Zu den beratenen Themen im Überblick:
Reformprozess der Kinder- und Jugendhilfe: Die angekündigte Vereinfachung wird unterschiedlich bewertet. Einigkeit besteht jedoch im Unverständnis gegenüber der Bundesannahme einer jährlichen Einsparung von 2 Mrd. € für die Kommunen – ein Wert, der weder belegt ist noch den eigenen Berechnungen der Kreise standhält.
Musikschulen und Herrenberg-Urteil: Die nun bestehende Verpflichtung zum Abschluss tarifgerechter Arbeitsverträge mit Lehrenden – unabhängig von deren bestehender Sozialversicherung – wird je nach lokaler Situation unterschiedlich bewertet. Auf das gemeinsame Positionspapier der kommunalen Spitzenverbände mit dem Musikschulverband Rheinland-Pfalz wurde hingewiesen.
Digitalpakt 2.0: Die Verschiebung des Förderbeginns auf den 1. Januar 2026 wurde bedauert. Einstimmig wird festgestellt, dass die Bundesförderung unzureichend ist und die Länder notwendige Eigenmittel nicht aufbringen. In Rheinland-Pfalz liegen die Gespräche – auch zur IT-Betreuungszuständigkeit – seit Oktober 2025 auf Eis.
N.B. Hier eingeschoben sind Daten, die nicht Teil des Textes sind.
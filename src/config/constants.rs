//! Configuration constants.
//!
//! This module defines the constants used throughout the application:
//! endpoints, browser form selectors, settle delays, retry parameters and
//! the defaults the CLI falls back to.

use std::time::Duration;

// Search endpoint
/// Flight search endpoint queried with one POST per date.
pub const DEFAULT_API_URL: &str = "https://www.united.com/api/flight/FetchFlights";
/// Substring identifying the search request in captured browser traffic.
pub const SEARCH_PATH_MARKER: &str = "FetchFlights";

// Defaults mirrored by the CLI
/// Origin airport code searched by default.
pub const DEFAULT_ORIGIN: &str = "ORD";
/// Destination airport code searched by default.
pub const DEFAULT_DESTINATION: &str = "ATH";
/// Number of days searched, starting the day after the start date.
pub const DEFAULT_WINDOW_DAYS: u32 = 89;
/// Directory receiving the per-date CSV files.
pub const DEFAULT_OUTPUT_DIR: &str = "data";
/// Departure date embedded in every payload unless per-date search is enabled.
///
/// Results for every loop date reflect this single date while it is in effect.
/// Use `--search-each-date` to send the loop date instead.
pub const DEFAULT_PINNED_DEPART_DATE: &str = "2024-02-15";

// Browser header capture
/// Homepage opened to mint a fresh header set.
pub const HOME_URL: &str = "https://www.united.com/";
/// Default WebDriver endpoint (a locally running chromedriver).
pub const DEFAULT_WEBDRIVER_URL: &str = "http://localhost:9515";
/// Element id of the booking form's origin field.
pub const ORIGIN_INPUT_ID: &str = "bookFlightOriginInput";
/// Element id of the booking form's destination field.
pub const DESTINATION_INPUT_ID: &str = "bookFlightDestinationInput";
/// Submit button of the booking form.
pub const FIND_FLIGHTS_BUTTON_SELECTOR: &str = "#bookFlightForm button[type='submit']";
/// Origin typed into the booking form while capturing headers.
pub const DEFAULT_FORM_ORIGIN: &str = "NYC";
/// Destination typed into the booking form while capturing headers.
pub const DEFAULT_FORM_DESTINATION: &str = "DXB";
/// Wait after loading the homepage before touching the form.
pub const PAGE_SETTLE_DELAY: Duration = Duration::from_secs(5);
/// Wait after typing into each airport field so the autocomplete settles.
pub const FIELD_SETTLE_DELAY: Duration = Duration::from_secs(2);
/// Wait after submitting the form before polling for the search request.
pub const SUBMIT_SETTLE_DELAY: Duration = Duration::from_secs(10);
/// Interval between polls for the captured search request.
pub const CAPTURE_POLL_INTERVAL: Duration = Duration::from_secs(1);
/// Upper bound on the wait for the captured search request.
pub const DEFAULT_CAPTURE_TIMEOUT_SECS: u64 = 60;

// HTTP
/// Per-request timeout in seconds
pub const DEFAULT_TIMEOUT_SECS: u64 = 10;

// Retry strategy
/// Maximum number of search attempts (initial attempt + retries)
pub const RETRY_MAX_ATTEMPTS: usize = 5;
/// Delay in milliseconds before the first retry; doubles on each later retry
pub const RETRY_INITIAL_DELAY_MS: u64 = 500;
/// Maximum delay between retries in seconds
pub const RETRY_MAX_DELAY_SECS: u64 = 15;

// HTTP status codes (for clarity and consistency)
/// Rate limiting status, retried like a server error.
pub const HTTP_STATUS_TOO_MANY_REQUESTS: u16 = 429;

/// Request headers that the HTTP client manages itself and that must not be
/// replayed from a captured browser request.
pub const TRANSPORT_MANAGED_HEADERS: &[&str] =
    &["host", "content-length", "connection", "accept-encoding"];
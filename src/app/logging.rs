//! Progress logging utilities.

use log::info;

/// Logs progress after each date.
///
/// # Arguments
///
/// * `start_time` - The start time of the run
/// * `completed` - Dates finished so far (succeeded or failed)
/// * `total` - Dates in the window
pub fn log_progress(start_time: std::time::Instant, completed: usize, total: usize) {
    let elapsed_secs = start_time.elapsed().as_secs_f64();
    let rate = if elapsed_secs > 0.0 {
        completed as f64 / elapsed_secs
    } else {
        0.0
    };
    info!(
        "Processed {}/{} dates in {:.2} seconds (~{:.2} dates/sec)",
        completed, total, elapsed_secs, rate
    );
}
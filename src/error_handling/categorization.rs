//! Error categorization and retry strategy.
//!
//! This module provides functions to categorize search failures and configure
//! the retry strategy.

use std::time::Duration;

use reqwest::StatusCode;
use tokio_retry::strategy::ExponentialBackoff;

use super::stats::ProcessingStats;
use super::types::SearchError;

/// Bounded retry policy for a single search.
#[derive(Debug, Clone, PartialEq, Eq)]
pub struct RetryPolicy {
    /// Total attempts including the first one
    pub max_attempts: usize,
    /// Delay before the first retry; each later retry doubles it
    pub initial_delay_ms: u64,
    /// Cap on any single delay
    pub max_delay: Duration,
}

impl Default for RetryPolicy {
    fn default() -> Self {
        Self {
            max_attempts: crate::config::RETRY_MAX_ATTEMPTS,
            initial_delay_ms: crate::config::RETRY_INITIAL_DELAY_MS,
            max_delay: Duration::from_secs(crate::config::RETRY_MAX_DELAY_SECS),
        }
    }
}

impl RetryPolicy {
    /// Delays slept between attempts, one fewer than `max_attempts`.
    pub fn delays(&self) -> impl Iterator<Item = Duration> {
        get_retry_strategy(self.initial_delay_ms, self.max_delay)
            .take(self.max_attempts.saturating_sub(1))
    }
}

/// Creates an exponential backoff retry strategy.
///
/// `ExponentialBackoff` yields `factor * base^n` for `n >= 1`, so a base of 2
/// with the initial delay as factor gives `2 * initial, 4 * initial, ...`.
/// Halving each step yields `initial, 2 * initial, 4 * initial, ...` without
/// truncating odd delays. Each delay is capped at `max_delay`. The iterator
/// is unbounded; callers limit it.
pub fn get_retry_strategy(
    initial_delay_ms: u64,
    max_delay: Duration,
) -> impl Iterator<Item = Duration> {
    ExponentialBackoff::from_millis(2)
        .factor(initial_delay_ms)
        .max_delay(max_delay.saturating_mul(2))
        .map(move |delay| (delay / 2).min(max_delay))
}

/// Categorizes a non-success response status into a `SearchError`.
///
/// Returns `None` for success statuses.
pub fn categorize_status(status: StatusCode) -> Option<SearchError> {
    if status.is_success() {
        return None;
    }
    let status = status.as_u16();
    match status {
        401 | 403 => Some(SearchError::Authentication { status }),
        _ => Some(SearchError::HttpStatus { status }),
    }
}

/// Updates processing statistics for a failed search.
pub fn update_error_stats(stats: &ProcessingStats, error: &SearchError) {
    stats.increment_failure(error.kind());
}
//! Error handling and processing statistics.
//!
//! This module provides:
//! - Error type definitions and failure kinds
//! - Processing statistics tracking (failures per kind, header refreshes, drops)
//! - Retry strategy configuration
//! - Status code categorization

mod categorization;
mod stats;
mod types;

// Re-export public API
pub use categorization::{categorize_status, get_retry_strategy, update_error_stats, RetryPolicy};
pub use stats::ProcessingStats;
pub use types::{
    ExtractError, FailureKind, HeaderCaptureError, InitializationError, SearchError,
};
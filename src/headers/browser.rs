//! Header capture through a WebDriver-controlled browser.
//!
//! Chrome is started with performance logging on, so every network event the
//! browser emits lands in its `performance` log regardless of page
//! navigations. The booking form is filled and submitted, and the log is
//! drained until the search request (URL containing the search path) shows up.
//! Its headers come from `Network.requestWillBeSent`, completed by
//! `Network.requestWillBeSentExtraInfo`, which carries the headers the browser
//! itself adds (cookies, client hints, origin).

use std::collections::HashMap;
use std::time::{Duration, Instant};

use fantoccini::wd::WebDriverCompatibleCommand;
use fantoccini::{Client, ClientBuilder, Locator};
use log::{debug, info, warn};
use serde_json::{json, Value};
use tokio::time::sleep;

use super::{HeaderSet, HeaderSource};
use crate::config::{
    CAPTURE_POLL_INTERVAL, DESTINATION_INPUT_ID, FIELD_SETTLE_DELAY, FIND_FLIGHTS_BUTTON_SELECTOR,
    HOME_URL, ORIGIN_INPUT_ID, PAGE_SETTLE_DELAY, SEARCH_PATH_MARKER, SUBMIT_SETTLE_DELAY,
};
use crate::error_handling::HeaderCaptureError;

// WebDriver key codepoints
const KEY_TAB: &str = "\u{E004}";
const KEY_RETURN: &str = "\u{E006}";

const REQUEST_WILL_BE_SENT: &str = "Network.requestWillBeSent";
const REQUEST_EXTRA_INFO: &str = "Network.requestWillBeSentExtraInfo";

/// Settings for a browser capture session.
#[derive(Debug, Clone)]
pub struct BrowserOptions {
    /// WebDriver endpoint, e.g. a local chromedriver
    pub webdriver_url: String,
    /// Run Chrome without a window
    pub headless: bool,
    /// Origin typed into the booking form
    pub form_origin: String,
    /// Destination typed into the booking form
    pub form_destination: String,
    /// Upper bound on the wait for the search request
    pub capture_timeout: Duration,
}

/// Mints header sets by running a flight search in a real browser.
///
/// Each fetch opens and closes its own WebDriver session.
#[derive(Debug, Clone)]
pub struct BrowserHeaderSource {
    options: BrowserOptions,
}

impl BrowserHeaderSource {
    /// Creates a source that connects to `options.webdriver_url` on every fetch.
    pub fn new(options: BrowserOptions) -> Self {
        Self { options }
    }
}

impl HeaderSource for BrowserHeaderSource {
    async fn fetch_headers(&mut self) -> Result<HeaderSet, HeaderCaptureError> {
        info!("Getting headers via {}", self.options.webdriver_url);

        let mut builder = ClientBuilder::native();
        builder.capabilities(chrome_capabilities(self.options.headless));
        let client = builder.connect(&self.options.webdriver_url).await?;

        let result = capture(&client, &self.options).await;
        if let Err(e) = client.close().await {
            warn!("Failed to close browser session: {}", e);
        }

        let headers = result?;
        if headers.is_empty() {
            return Err(HeaderCaptureError::Empty);
        }
        debug!("Captured headers: {:?}", headers.names());
        Ok(headers)
    }
}

/// Chrome options matching a regular desktop session as closely as WebDriver
/// allows, with the performance log enabled.
fn chrome_capabilities(headless: bool) -> serde_json::Map<String, Value> {
    let mut args = vec![
        "--disable-blink-features=AutomationControlled",
        "--start-maximized",
    ];
    if headless {
        args.push("--headless=new");
    }

    let mut caps = serde_json::Map::new();
    caps.insert(
        "goog:chromeOptions".to_string(),
        json!({
            "excludeSwitches": ["enable-automation"],
            "useAutomationExtension": false,
            "args": args,
        }),
    );
    caps.insert(
        "goog:loggingPrefs".to_string(),
        json!({"performance": "ALL"}),
    );
    caps
}

/// Drains one of the browser's logs (chromedriver's `se/log` endpoint).
#[derive(Debug)]
struct GetLog {
    log_type: &'static str,
}

impl WebDriverCompatibleCommand for GetLog {
    fn endpoint(
        &self,
        base_url: &url::Url,
        session_id: Option<&str>,
    ) -> Result<url::Url, url::ParseError> {
        base_url
            .join("session/")?
            .join(&format!("{}/", session_id.unwrap_or_default()))?
            .join("se/log")
    }

    fn method_and_body(&self, _request_url: &url::Url) -> (reqwest::Method, Option<String>) {
        (
            reqwest::Method::POST,
            Some(json!({"type": self.log_type}).to_string()),
        )
    }
}

async fn capture(client: &Client, options: &BrowserOptions) -> Result<HeaderSet, HeaderCaptureError> {
    client.goto(HOME_URL).await?;
    sleep(PAGE_SETTLE_DELAY).await;

    let origin = client.find(Locator::Id(ORIGIN_INPUT_ID)).await?;
    origin.send_keys(&options.form_origin).await?;
    origin.send_keys(KEY_TAB).await?;
    sleep(FIELD_SETTLE_DELAY).await;

    let destination = client.find(Locator::Id(DESTINATION_INPUT_ID)).await?;
    destination.send_keys(&options.form_destination).await?;
    destination.send_keys(KEY_TAB).await?;
    sleep(FIELD_SETTLE_DELAY).await;

    let submit = client
        .find(Locator::Css(FIND_FLIGHTS_BUTTON_SELECTOR))
        .await?;
    submit.send_keys(KEY_RETURN).await?;
    sleep(SUBMIT_SETTLE_DELAY).await;

    let request_headers =
        wait_for_request(client, SEARCH_PATH_MARKER, options.capture_timeout).await?;

    // Fill-ins for when the browser never reported the extra-info headers
    let mut pairs: Vec<(String, String)> = Vec::new();
    let user_agent = client
        .execute("return navigator.userAgent;", vec![])
        .await?;
    if let Some(ua) = user_agent.as_str() {
        pairs.push(("user-agent".to_string(), ua.to_string()));
    }
    let cookie_header = client
        .get_all_cookies()
        .await?
        .iter()
        .map(|c| format!("{}={}", c.name(), c.value()))
        .collect::<Vec<_>>()
        .join("; ");
    if !cookie_header.is_empty() {
        pairs.push(("cookie".to_string(), cookie_header));
    }
    pairs.extend(request_headers);

    Ok(HeaderSet::from_pairs(pairs))
}

/// Drains the performance log until the request whose URL contains `marker`
/// has been seen, or `timeout` expires.
async fn wait_for_request(
    client: &Client,
    marker: &str,
    timeout: Duration,
) -> Result<Vec<(String, String)>, HeaderCaptureError> {
    let started = Instant::now();
    let mut network = NetworkCapture::new(marker);
    loop {
        let log = client
            .issue_cmd(GetLog {
                log_type: "performance",
            })
            .await?;
        network.ingest(log_entries(&log));
        if let Some(headers) = network.complete_headers() {
            return Ok(headers);
        }
        if started.elapsed() >= timeout {
            if let Some(headers) = network.request_headers() {
                warn!("Search request seen without extra-info headers, using what was sent");
                return Ok(headers);
            }
            return Err(HeaderCaptureError::RequestNotObserved {
                marker: marker.to_string(),
                waited_secs: started.elapsed().as_secs(),
            });
        }
        sleep(CAPTURE_POLL_INTERVAL).await;
    }
}

/// Entries of a log response, whether or not the `value` wrapper was stripped.
fn log_entries(log: &Value) -> &[Value] {
    log.as_array()
        .or_else(|| log.get("value").and_then(Value::as_array))
        .map(Vec::as_slice)
        .unwrap_or_default()
}

/// Network events collected across successive performance log reads.
#[derive(Debug)]
struct NetworkCapture {
    marker: String,
    matched: Option<String>,
    sent: Vec<(String, String)>,
    extra: HashMap<String, Vec<(String, String)>>,
}

impl NetworkCapture {
    fn new(marker: &str) -> Self {
        Self {
            marker: marker.to_string(),
            matched: None,
            sent: Vec::new(),
            extra: HashMap::new(),
        }
    }

    /// Records the events of one log read.
    ///
    /// Each entry's `message` is a JSON string wrapping a DevTools event.
    fn ingest(&mut self, entries: &[Value]) {
        for entry in entries {
            let Some(message) = entry.get("message").and_then(Value::as_str) else {
                continue;
            };
            let Ok(event) = serde_json::from_str::<Value>(message) else {
                continue;
            };
            let method = event.pointer("/message/method").and_then(Value::as_str);
            let params = event.pointer("/message/params").unwrap_or(&Value::Null);
            let Some(request_id) = params.get("requestId").and_then(Value::as_str) else {
                continue;
            };

            match method {
                Some(REQUEST_WILL_BE_SENT) if self.matched.is_none() => {
                    let url = params
                        .pointer("/request/url")
                        .and_then(Value::as_str)
                        .unwrap_or_default();
                    if url.contains(&self.marker) {
                        debug!("Observed search request {}", url);
                        self.matched = Some(request_id.to_string());
                        self.sent = header_pairs(params.pointer("/request/headers"));
                    }
                }
                Some(REQUEST_EXTRA_INFO) => {
                    self.extra
                        .insert(request_id.to_string(), header_pairs(params.get("headers")));
                }
                _ => {}
            }
        }
    }

    /// Sent headers merged with extra-info headers, once both were seen.
    fn complete_headers(&self) -> Option<Vec<(String, String)>> {
        let extra = self.extra.get(self.matched.as_ref()?)?;
        let mut headers = self.sent.clone();
        headers.extend(extra.iter().cloned());
        Some(headers)
    }

    /// Headers of the matched request as sent, without extra info.
    fn request_headers(&self) -> Option<Vec<(String, String)>> {
        self.matched.as_ref().map(|_| self.sent.clone())
    }
}

/// String-valued entries of a DevTools headers object.
fn header_pairs(headers: Option<&Value>) -> Vec<(String, String)> {
    headers
        .and_then(Value::as_object)
        .map(|headers| {
            headers
                .iter()
                .filter_map(|(name, value)| value.as_str().map(|v| (name.clone(), v.to_string())))
                .collect()
        })
        .unwrap_or_default()
}
//! Application initialization and resource setup.
//!
//! This module provides functions to initialize shared resources:
//! - Logger
//! - HTTP client
//! - Header source (browser or headers file)
//!
//! All initialization functions return proper error types for error handling.

mod client;
mod logger;

use std::time::Duration;

pub use client::init_client;
pub use logger::init_logger_with;

use crate::config::Config;
use crate::error_handling::HeaderCaptureError;
use crate::headers::{BrowserHeaderSource, BrowserOptions, FileHeaderSource, HeaderSet, HeaderSource};

/// Header source selected by the configuration.
pub enum ConfiguredHeaderSource {
    /// Headers minted through a WebDriver-controlled browser
    Browser(BrowserHeaderSource),
    /// Headers read from a JSON file
    File(FileHeaderSource),
}

impl HeaderSource for ConfiguredHeaderSource {
    async fn fetch_headers(&mut self) -> Result<HeaderSet, HeaderCaptureError> {
        match self {
            ConfiguredHeaderSource::Browser(source) => source.fetch_headers().await,
            ConfiguredHeaderSource::File(source) => source.fetch_headers().await,
        }
    }
}

/// Initializes the header source.
///
/// A configured `--headers-file` wins; otherwise headers are captured through
/// the WebDriver endpoint.
pub fn init_header_source(config: &Config) -> ConfiguredHeaderSource {
    match &config.headers_file {
        Some(path) => ConfiguredHeaderSource::File(FileHeaderSource::new(path.clone())),
        None => ConfiguredHeaderSource::Browser(BrowserHeaderSource::new(BrowserOptions {
            webdriver_url: config.webdriver_url.clone(),
            headless: config.headless,
            form_origin: config.form_origin.clone(),
            form_destination: config.form_destination.clone(),
            capture_timeout: Duration::from_secs(config.capture_timeout_seconds),
        })),
    }
}

#[cfg(test)]
mod tests {
    use super::*;
    use std::path::PathBuf;

    #[test]
    fn test_headers_file_selects_file_source() {
        let config = Config {
            headers_file: Some(PathBuf::from("headers.json")),
            ..Default::default()
        };
        assert!(matches!(
            init_header_source(&config),
            ConfiguredHeaderSource::File(_)
        ));
    }

    #[test]
    fn test_browser_is_default_source() {
        assert!(matches!(
            init_header_source(&Config::default()),
            ConfiguredHeaderSource::Browser(_)
        ));
    }
}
Ein besonderer Schwerpunkt war der Austausch mit der Unabhängigen Bundesbeauftragten gegen sexuellen Missbrauch von Kindern und Jugendlichen, Kerstin Claus. Ihr Vorschlag, möglichst breite Kooperationen zu nutzen und gegenüber Datenschutzverantwortlichen eine praxistaugliche Handreichung zum Umgang mit Fällen sexuellen Missbrauchs einzufordern, wurde einstimmig unterstützt.